Chapa y pintura | Equipos de inducción: qué son y cómo funcionan

Son capaces de aplicar calor de forma localizada, precisa y controlada, muy útiles en talleres de carrocería.

Calentador de inducción Teknel
Calentador de inducción Teknel

Un equipo de inducción es una máquina eléctrica capaz de aplicar calor de forma localizada, precisa y controlada sobre una o varias zonas de la carrocería, incluso, en algunos casos, de forma simultánea. Así lo explica Loctite en un post de su blog, en que analiza las características de estos sistemas.

El post explica que el calentamiento se obtiene a través de un fenómeno físico de inducción en el que el calor se produce a través unos campos magnéticos de alta frecuencia generados por una fuente de alimentación de corriente alterna.

PARA QUÉ SIRVEN

Los equipos de inducción magnética son válidos para efectuar trabajos sobre metales férreos. De este modo, solo permite trabajar sobre carrocerías de acero, ya que el aluminio, aunque es un buen conductor eléctrico, presenta una mayor disipación del calor (no lo retiene y se enfría antes). 

En cuanto a sus aplicaciones principales, son las siguientes:

- Despegado de elementos de la carrocería como molduras, anagramas, adhesivos, lunas pegadas, etc.

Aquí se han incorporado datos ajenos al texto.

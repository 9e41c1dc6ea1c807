use sea_orm_migration::prelude::*;

mod m20240101_initial;
mod m20240102_sale_date_index;
mod m20240103_folded_search_columns;

pub struct Migrator;

#[async_trait::async_trait]
impl MigratorTrait for Migrator {
    fn migrations() -> Vec<Box<dyn MigrationTrait>> {
        vec![
            Box::new(m20240101_initial::Migration),
            Box::new(m20240102_sale_date_index::Migration),
            Box::new(m20240103_folded_search_columns::Migration),
        ]
    }
}
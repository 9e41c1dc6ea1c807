use crate::entities::prelude::*;
use sea_orm_migration::prelude::*;
use sea_orm_migration::sea_orm::Schema;

#[derive(DeriveMigrationName)]
pub struct Migration;

#[async_trait::async_trait]
impl MigrationTrait for Migration {
    async fn up(&self, manager: &SchemaManager) -> Result<(), DbErr> {
        let backend = manager.get_database_backend();
        let schema = Schema::new(backend);

        manager
            .create_table(
                schema
                    .create_table_from_entity(SaleRecords)
                    .if_not_exists()
                    .to_owned(),
            )
            .await
    }

    async fn down(&self, manager: &SchemaManager) -> Result<(), DbErr> {
        manager
            .drop_table(Table::drop().table(SaleRecords).to_owned())
            .await
    }
}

- Calentamiento de revestimientos como los antigravillas para eliminarlos fácilmente

- Calentamientos de tornillos, pernos, inyectores, etc. para desbloquearlos y poder desenroscarlos.

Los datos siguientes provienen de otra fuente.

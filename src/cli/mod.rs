//! Command-line interface for salesboard.

mod commands;

use clap::{Parser, Subcommand};

/// Salesboard - product transaction dashboard backend
#[derive(Parser)]
#[command(name = "salesboard")]
#[command(author, version, about, long_about = None)]
pub struct Cli {
    #[command(subcommand)]
    pub command: Option<Commands>,
}

#[derive(Subcommand)]
pub enum Commands {
    /// Run the HTTP API (default)
    #[command(alias = "web")]
    Serve,

    /// Import the seed feed into the database
    #[command(alias = "initialize")]
    Seed,

    /// Print statistics and chart data for a month
    #[command(alias = "s")]
    Summary {
        /// Month number, 1-12
        #[arg(short, long, value_parser = clap::value_parser!(u32).range(1..=12))]
        month: u32,
        /// Restrict to a single year
        #[arg(short, long)]
        year: Option<i32>,
    },

    /// Create default config file
    #[command(alias = "--init")]
    Init,
}

pub use commands::*;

- Desabollado de pequeñas deformaciones como las generadas por granizo.

Entre sus principales ventajas, el post destaca su versatilidad, que permite al taller simplificar su equipamiento, y sus reducidas dimensiones. Además, para su calentamiento no es necesario aplicar ningún tipo de llama, y es localizado, preciso y menos molesto para los operarios, gracias a que los inductores actúan únicamente sobre la zona donde se coloca el sistema.

Destacan también su seguridad y eficacia: la unidad de mando dispone de unos reguladores que permiten controlar el calor aportado sobre la pieza, y el sistema no daña los componentes anexos a las piezas sobre las que actúa, con lo cual reduce los tiempos de intervención derivados de operaciones de desmontaje.

Para las lunas o componentes pegados (molduras, anagramas, etc.), permite un desmontaje más limpio, ya que elimina la necesidad de intercalar útiles o componentes cortantes que pueden provocar daños. Además, no dilata el adhesivo durante las operaciones de despegado.

También reduce significativamente el riesgo de inhalación de polvo derivado de la eliminación del antigravilla, aunque aumenta la inhalación de humos al calentar adhesivos. Facilita la separación de las placas asfálticas, reduciendo el riesgo de rayar la cataforesis de protección, y posibilita el desabollado de pequeños golpes sin dañar la pintura, lo que reduce el tiempo de intervención y mantiene las pinturas aplicadas en fábrica.

Como seguridad extra, algunos equipos incorporan avisadores acústicos y ópticos para alertar al operario de que el calor es excesivo y existe riesgo de quemar o dañar la pintura.